*** Block opens ***

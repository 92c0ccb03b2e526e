use chrono::{DateTime, Duration, Utc};
use serde::{Deserialize, Serialize};

/// How quickly the host answers inquiries, bucketed the way host
/// profile pages report it.
#[derive(Debug, Clone, Copy, PartialEq, Eq, Deserialize, Serialize)]
#[serde(rename_all = "snake_case")]
pub enum ResponseTime {
    WithinHour,
    WithinDay,
    WithinTwoDays,
    Slower,
}

/// The six guest-review sub-categories. A listing with no sub-category
/// data leaves all six at 0.0.
#[derive(Debug, Clone, Copy, Default, PartialEq, Deserialize, Serialize)]
#[serde(deny_unknown_fields)]
pub struct SubRatings {
    pub cleanliness: f64,
    pub accuracy: f64,
    pub check_in: f64,
    pub communication: f64,
    pub location: f64,
    pub value: f64,
}

impl SubRatings {
    /// Field name / value pairs, in a fixed order.
    pub fn as_named(&self) -> [(&'static str, f64); 6] {
        [
            ("cleanliness", self.cleanliness),
            ("accuracy", self.accuracy),
            ("check_in", self.check_in),
            ("communication", self.communication),
            ("location", self.location),
            ("value", self.value),
        ]
    }

    pub fn all_zero(&self) -> bool {
        self.as_named().iter().all(|(_, v)| *v == 0.0)
    }
}

/// Raw listing attributes, as supplied by an external fetcher.
///
/// Immutable per scoring call. `review_count` is the number of reviews
/// within the 4-year Guest Favorites lookback window; supplying the
/// windowed count is the fetcher's contract.
#[derive(Debug, Clone, PartialEq, Deserialize)]
#[serde(deny_unknown_fields)]
pub struct ListingData {
    pub id: String,
    pub title: String,
    pub description: String,
    #[serde(default)]
    pub photo_count: u32,
    /// Canonical photo variety tags (interior, exterior, bedroom, ...).
    #[serde(default)]
    pub photo_categories: Vec<String>,
    pub price_per_night: f64,
    /// Canonical amenity identifiers, matched case-insensitively.
    #[serde(default)]
    pub amenities: Vec<String>,
    pub rating: f64,
    pub review_count: u32,
    #[serde(default)]
    pub last_review_at: Option<DateTime<Utc>>,
    #[serde(default)]
    pub sub_ratings: SubRatings,
    #[serde(default)]
    pub superhost: bool,
    #[serde(default)]
    pub instant_book: bool,
    /// Percentage, 0-100.
    pub response_rate: f64,
    pub response_time: ResponseTime,
    /// Fraction, 0.0-1.0.
    pub cancellation_rate: f64,
    /// Fraction of upcoming nights open for booking, 0.0-1.0.
    pub open_nights_ratio: f64,
}

impl ListingData {
    /// Age of the most recent review relative to the injected reference
    /// time. The engine never reads the system clock.
    pub fn review_age(&self, now: DateTime<Utc>) -> Option<Duration> {
        self.last_review_at.map(|at| now - at)
    }

    pub fn title_chars(&self) -> usize {
        self.title.chars().count()
    }

    pub fn description_chars(&self) -> usize {
        self.description.chars().count()
    }

    pub fn has_amenity(&self, canonical: &str) -> bool {
        self.amenities.iter().any(|a| a.eq_ignore_ascii_case(canonical))
    }
}

/// Externally supplied market data. The engine never computes this; a
/// market data provider (out of scope) does.
#[derive(Debug, Clone, PartialEq, Deserialize)]
#[serde(deny_unknown_fields)]
pub struct MarketSnapshot {
    pub avg_price_per_night: f64,
    /// Overall scores of nearby competitors, for percentile ranking.
    #[serde(default)]
    pub competitor_scores: Vec<u32>,
}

*** Block closes ***

WHAT YOU NEED TO DO: Copy out only the lines from the one containing "self.amenities.iter().any(|a| a.eq_ignore_ascii_case(canonical))" down to the last line of the material, keeping both ends.

ANSWER AREA:
        self.amenities.iter().any(|a| a.eq_ignore_ascii_case(canonical))
    }
}

/// Externally supplied market data. The engine never computes this; a
/// market data provider (out of scope) does.
#[derive(Debug, Clone, PartialEq, Deserialize)]
#[serde(deny_unknown_fields)]
pub struct MarketSnapshot {
    pub avg_price_per_night: f64,
    /// Overall scores of nearby competitors, for percentile ranking.
    #[serde(default)]
    pub competitor_scores: Vec<u32>,
}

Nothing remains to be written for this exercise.